Nowy numer 13/2024 Archiwum

Honory dla polskich męczenników

Przed monumentem w Polskim Parku w stolicy Peru Limie odsłonięto tablicę upamiętniającą błogosławionych o. Zbigniewa Strzałkowskiego i o. Michała Tomaszka.

Uroczyste odsłonięcie tablicy odbyło się 5 sierpnia. Inicjatorami upamiętnienia byli Ambasador RP w Peru oraz franciszkanie konwentualni, współbracia zamordowanych 30 lat temu w Pariacoto o. Zbigniewa Strzałkowksiego i o. Michała Tomaszka.

W apelu pamięci wzięli udział ambasador RP w Peru Magdalena Śniadecka-Kotarska, członkowie Korpusu Dyplomatycznego, duchowni i członkowie polskiej wspólnoty w Peru.

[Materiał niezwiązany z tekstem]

//! Tagged-value tree types.

use std::collections::BTreeMap;
use std::fmt;

/// Kind tag of a [`BencValue`], used in diagnostics.
#[derive(Debug, Clone, Copy, PartialEq, Eq)]
pub enum ValueKind {
    Dict,
    Array,
    Int,
    Str,
}

impl ValueKind {
    /// Lowercase name used in log messages.
    pub const fn name(&self) -> &'static str {
        match self {
            Self::Dict => "dict",
            Self::Array => "array",
            Self::Int => "integer",
            Self::Str => "string",
        }
    }
}

impl fmt::Display for ValueKind {
    fn fmt(&self, f: &mut fmt::Formatter<'_>) -> fmt::Result {
        f.write_str(self.name())
    }
}

/// A node in the tagged-value tree.
///
/// Each node exclusively owns its children. Strings are raw bytes; use
/// [`BencValue::as_str`] when UTF-8 text is expected.
#[derive(Debug, Clone, PartialEq, Eq)]
pub enum BencValue {
    Dict(BencDict),
    Array(Vec<BencValue>),
    Int(i64),
    Str(Vec<u8>),
}

impl BencValue {
    /// Get the kind tag of this node.
    pub fn kind(&self) -> ValueKind {
        match self {
            Self::Dict(_) => ValueKind::Dict,
            Self::Array(_) => ValueKind::Array,
            Self::Int(_) => ValueKind::Int,
            Self::Str(_) => ValueKind::Str,
        }
    }

    pub fn as_int(&self) -> Option<i64> {
        match self {
            Self::Int(value) => Some(*value),
            _ => None,
        }
    }

    pub fn as_bytes(&self) -> Option<&[u8]> {
        match self {
            Self::Str(bytes) => Some(bytes),
            _ => None,
        }
    }

    /// Get the string payload as UTF-8 text.
    ///
    /// Returns `None` for non-string nodes and for byte strings that are
    /// not valid UTF-8.
    pub fn as_str(&self) -> Option<&str> {
        self.as_bytes()
            .and_then(|bytes| std::str::from_utf8(bytes).ok())
    }

    pub fn as_dict(&self) -> Option<&BencDict> {
        match self {
            Self::Dict(dict) => Some(dict),
            _ => None,
        }
    }

    pub fn as_array(&self) -> Option<&[BencValue]> {
        match self {
            Self::Array(items) => Some(items),
            _ => None,
        }
    }

    /// Consume the node and return the dictionary, if it is one.
    pub fn into_dict(self) -> Option<BencDict> {
        match self {
            Self::Dict(dict) => Some(dict),
            _ => None,
        }
    }
}

impl From<i64> for BencValue {
    fn from(value: i64) -> Self {
        Self::Int(value)
    }
}

impl From<i32> for BencValue {
    fn from(value: i32) -> Self {
        Self::Int(i64::from(value))
    }
}

impl From<u32> for BencValue {
    fn from(value: u32) -> Self {
        Self::Int(i64::from(value))
    }
}

/// Booleans are stored as integers `0` / `1`.
impl From<bool> for BencValue {
    fn from(value: bool) -> Self {
        Self::Int(i64::from(value))
    }
}

impl From<&str> for BencValue {
    fn from(value: &str) -> Self {
        Self::Str(value.as_bytes().to_vec())
    }
}

impl From<String> for BencValue {
    fn from(value: String) -> Self {
        Self::Str(value.into_bytes())
    }
}

impl From<Vec<u8>> for BencValue {
    fn from(value: Vec<u8>) -> Self {
        Self::Str(value)
    }
}

impl From<BencDict> for BencValue {
    fn from(value: BencDict) -> Self {
        Self::Dict(value)
    }
}

impl From<Vec<BencValue>> for BencValue {
    fn from(value: Vec<BencValue>) -> Self {
        Self::Array(value)
    }
}

// =============================================================================
// DICTIONARY
// =============================================================================

/// String-keyed dictionary node.
///
/// Keys are kept in byte order, which is the order the bencode grammar
/// requires on output. Encoding two logically identical dictionaries
/// therefore always yields identical bytes, regardless of insertion order.
#[derive(Debug, Clone, Default, PartialEq, Eq)]
pub struct BencDict {
    entries: BTreeMap<String, BencValue>,
}

impl BencDict {
    pub fn new() -> Self {
        Self::default()
    }

    /// Insert a value, replacing any previous value under the same key.
    pub fn insert(&mut self, key: impl Into<String>, value: impl Into<BencValue>) {
        self.entries.insert(key.into(), value.into());
    }

    pub fn get(&self, key: &str) -> Option<&BencValue> {
        self.entries.get(key)
    }

    pub fn contains_key(&self, key: &str) -> bool {
        self.entries.contains_key(key)
    }

    /// Get an integer value. Returns `None` if absent or of another kind.
    pub fn get_int(&self, key: &str) -> Option<i64> {
        self.get(key).and_then(BencValue::as_int)
    }

    /// Get a UTF-8 string value. Returns `None` if absent, of another kind,
    /// or not valid UTF-8.
    pub fn get_str(&self, key: &str) -> Option<&str> {
        self.get(key).and_then(BencValue::as_str)
    }

    pub fn get_bytes(&self, key: &str) -> Option<&[u8]> {
        self.get(key).and_then(BencValue::as_bytes)
    }

    pub fn get_dict(&self, key: &str) -> Option<&BencDict> {
        self.get(key).and_then(BencValue::as_dict)
    }

    pub fn get_array(&self, key: &str) -> Option<&[BencValue]> {
        self.get(key).and_then(BencValue::as_array)
    }

    pub fn len(&self) -> usize {
        self.entries.len()
    }

    pub fn is_empty(&self) -> bool {
        self.entries.is_empty()
    }

    /// Iterate over entries in key order.
    pub fn iter(&self) -> impl Iterator<Item = (&str, &BencValue)> {
        self.entries.iter().map(|(key, value)| (key.as_str(), value))
    }

    /// Iterate over keys in key order.
    pub fn keys(&self) -> impl Iterator<Item = &str> {
        self.entries.keys().map(String::as_str)
    }
}

impl<K: Into<String>, V: Into<BencValue>> FromIterator<(K, V)> for BencDict {
    fn from_iter<I: IntoIterator<Item = (K, V)>>(iter: I) -> Self {
        let mut dict = Self::new();
        for (key, value) in iter {
            dict.insert(key, value);
        }
        dict
    }
}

- Reżim totalitarny na całym świecie zawsze walczył z wiedzą i pamięcią historyczną. Dzisiejsza ceremonia jest próbą ocalenia naszej pamięci - mówiła Magdalena Śniadecka-Kotarska. Dodała, że wydarzenie jest „hołdem dla empatii, cierpliwości, dobroci, wiary w cnoty, które reprezentowali zamordowani franciszkanie, ale również wezwaniem do przypomnienia ofiar wśród tych, którzy stracili świadomość swojej historii. A naród bez historii przestaje istnieć”. - To upamiętnienie jest wyjątkowe i jednocześnie bolesne. Dzień zabójstwa dwóch polskich misjonarzy łączy historię Polski i Peru, łączy ją na zawsze - mówiła ambasador.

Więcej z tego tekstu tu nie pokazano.